1. Introduction It is clear that endothelial cells play critical roles in the progression and clinical manifestation of the atherosclerotic process [1]. The endothelium is thought to link the fibrinolytic system and the renin–angiotensin system (RAS) [2]. RAS is an endocrine system that is important in controlling the circulatory homeostasis. The angiotensin-converting enzyme (ACE), the key enzyme in the renin– angiotensin system, is released from the cell membrane. It converts the angiotensin I to the angiotensin II and inactivates the bradykinin and tachykinins; thereby regulating its effects on fibrinolysis, platelet activation and aggregation [3]. The human ACE gene is found on chromosome 17, and a polymorphism consisting of the presence or the absence of a 287-base pair (bp) Alu repeat has been identified [4]. There are three genotypes in this polymorphism: DD and II homozygotes, and ID heterozygote. The II genotype is associated with lower tissue and plasma levels of ACE, whereas the DD genotype is associated with higher ACE levels [5]. Other major components of the RAS are angiotensinogen which is the precursor of angiotensin I and the angiotensin II type-1 receptor (AT1R) which is the cell surface receptor for angiotensin II [6]. Previous studies have shown that the DD genotype of the ACE gene is associated with development of left ventricular hypertrophy, myocardial infarction (MI) and remodeling. The TT genotype of the AGT gene is an independent risk factor for coronary heart disease [7], and individuals with AT1R-CC genotype would be at increased risk for MI [8]. One of the most important products of endothelial cells is the nitric oxide (NO), a major mediator of endothelium dependent vasodilation made in endothelial cells from l-arginine through the action of the homodimeric enzyme endothelial nitric oxide synthase (eNOS).
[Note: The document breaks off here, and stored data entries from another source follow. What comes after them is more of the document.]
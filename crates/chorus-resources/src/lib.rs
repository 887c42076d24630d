//! # Chorus Resources
//!
//! The shared infrastructure every plugin may use, bundled into one
//! [`SharedResources`] value that is created once and passed around by `Arc`.
//!
//! | Resource | Type | Backed by |
//! |----------|------|-----------|
//! | HTTP client | [`reqwest::Client`] | `reqwest` |
//! | Timer | [`SharedTimer`] | `tokio` + `tokio-util` |
//! | JSON codec | [`JsonCodec`] | `serde_json` |
//! | SQL source | [`SqlSource`] | `r2d2` + `r2d2_sqlite` |
//!
//! ## Lifecycle
//!
//! [`SharedResources::start`] acquires the resources in table order from the
//! bottom up: the SQL source first (probed with `SELECT 1`), then the HTTP
//! client, the timer and the codec. [`SharedResources::stop`] releases them
//! in reverse.
//!
//! ```rust,ignore
//! let resources = SharedResources::start(&config.resources).await?;
//! let rows = resources.sql()?.with_connection(|c| count_timers(c)).await?;
//! resources.stop().await;
//! ```

pub mod error;
pub mod http;
pub mod json;
pub mod sql;
pub mod timer;

use std::fmt;
use std::sync::Arc;
use std::sync::atomic::{AtomicBool, Ordering};
use std::time::Duration;

use parking_lot::Mutex;
use serde::{Deserialize, Serialize};
use tracing::{debug, info};

pub use error::{ResourceError, ResourceResult};
pub use json::JsonCodec;
pub use sql::{MEMORY_URL, SqlConnection, SqlSource};
pub use timer::{SharedTimer, TimerHandle};

/// Configuration of the shared resources.
#[derive(Debug, Clone, PartialEq, Eq, Serialize, Deserialize)]
#[serde(default)]
pub struct ResourcesConfig {
    /// SQLite database (`:memory:`, a path or a `sqlite://` url). No SQL source when unset.
    pub database_url: Option<String>,
    /// Maximum pooled SQL connections.
    pub pool_size: u32,
    /// `User-Agent` header of the HTTP client.
    pub user_agent: String,
    /// HTTP request timeout in seconds.
    pub http_timeout_secs: u64,
    /// Whether the JSON codec indents its output.
    pub pretty_json: bool,
}

impl Default for ResourcesConfig {
    fn default() -> Self {
        Self {
            database_url: None,
            pool_size: 4,
            user_agent: format!("chorus/{}", env!("CARGO_PKG_VERSION")),
            http_timeout_secs: 30,
            pretty_json: false,
        }
    }
}

/// The shared resource bundle.
pub struct SharedResources {
    sql: Mutex<Option<SqlSource>>,
    sql_configured: bool,
    http: reqwest::Client,
    timer: SharedTimer,
    json: JsonCodec,
    stopped: AtomicBool,
}

impl SharedResources {
    /// Acquires every configured resource.
    ///
    /// Fails if the SQL source cannot be opened or does not answer the probe,
    /// or if the HTTP client cannot be built.
    pub async fn start(config: &ResourcesConfig) -> ResourceResult<Arc<Self>> {
        let sql = match &config.database_url {
            Some(url) => {
                let source = SqlSource::open(
                    url,
                    config.pool_size,
                    Duration::from_secs(config.http_timeout_secs.max(1)),
                )?;
                source.probe().await?;
                info!(url = %url, "SQL source ready");
                Some(source)
            }
            None => None,
        };

        let http = http::build_client(
            &config.user_agent,
            Duration::from_secs(config.http_timeout_secs),
        )?;
        let timer = SharedTimer::new();
        let json = JsonCodec::new(config.pretty_json);

        info!(sql = sql.is_some(), "Shared resources started");
        Ok(Arc::new(Self {
            sql_configured: sql.is_some(),
            sql: Mutex::new(sql),
            http,
            timer,
            json,
            stopped: AtomicBool::new(false),
        }))
    }

    /// The shared HTTP client.
    pub fn http(&self) -> &reqwest::Client {
        &self.http
    }

    /// The shared timer.
    pub fn timer(&self) -> &SharedTimer {
        &self.timer
    }

    /// The shared JSON codec.
    pub fn json(&self) -> &JsonCodec {
        &self.json
    }

    /// A handle to the SQL source.
    pub fn sql(&self) -> ResourceResult<SqlSource> {
        if self.is_stopped() {
            return Err(ResourceError::Stopped);
        }
        match self.sql.lock().as_ref() {
            Some(source) => Ok(source.clone()),
            None if self.sql_configured => Err(ResourceError::Stopped),
            None => Err(ResourceError::Unavailable { resource: "sql" }),
        }
    }

    /// Whether [`stop`](Self::stop) was called.
    pub fn is_stopped(&self) -> bool {
        self.stopped.load(Ordering::Acquire)
    }

    /// Releases the resources in reverse acquisition order. Idempotent.
    pub async fn stop(&self) {
        if self.stopped.swap(true, Ordering::AcqRel) {
            return;
        }

        self.timer.shutdown().await;
        debug!("Timer stopped");

        // Pooled connections close once the last outstanding handle is dropped.
        if self.sql.lock().take().is_some() {
            debug!("SQL source released");
        }

        info!("Shared resources stopped");
    }
}

impl fmt::Debug for SharedResources {
    fn fmt(&self, f: &mut fmt::Formatter<'_>) -> fmt::Result {
        f.debug_struct("SharedResources")
            .field("sql", &*self.sql.lock())
            .field("timer", &self.timer)
            .field("json", &self.json)
            .field("stopped", &self.is_stopped())
            .finish_non_exhaustive()
    }
}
Also, NO modulates the action of angiotensin II in cardiovascular tissue, and angioten-

sin II modulates NO synthesis [9,10]. In addition to vasodilation, NO inhibits platelet aggregation, proliferation of vascular smooth muscle cells, leukocyte adhesion to endothelial cells [11,12], vascular smooth muscle cell migration and growth [13,14], and the oxidation of atherogenic low-density lipoproteins (LDLs) [15]. Therefore, eNOS may have an important atheroprotective role through these mechanisms [16]. The gene that encodes eNOS is located on chromosome 7q35–36 and consists of 26 exons with a total size of 21 kb [17]. The eNOS gene is expressionally and functionally regulated through multiple regulatory steps [18,19]. It depicts several polymorphisms [20], some of which bear functional consequences. Endothelial NOS gene Glu298Asp polymorphism (G894T) in exon 7 was reported to be associated with essential hypertension [21], acute MI [22,23] coronary artery spasm [24] and coronary artery disease (CAD) [16]. Because the Glu298Asp mutation occurs in exon and results in an amino acid change, it could have functional effects. Tesauro et al. reported that eNOS isoforms are processed differentially depending on the presence of aspartate or glutamate at position 298. Thus, the 894 G/T polymorphism is not silent, and may possibly be perceived by an endogenous protease as a target for cleavage [25]. Also, this mutation may result in a decrease in eNOS activity by inducing a conformational change from helix to tight turn in the eNOS [26]. The aim of the present study was to investigate the association between the eNOS (Glu298Asp) and the RAS genes polymorphisms and premature CAD in a Turkish population.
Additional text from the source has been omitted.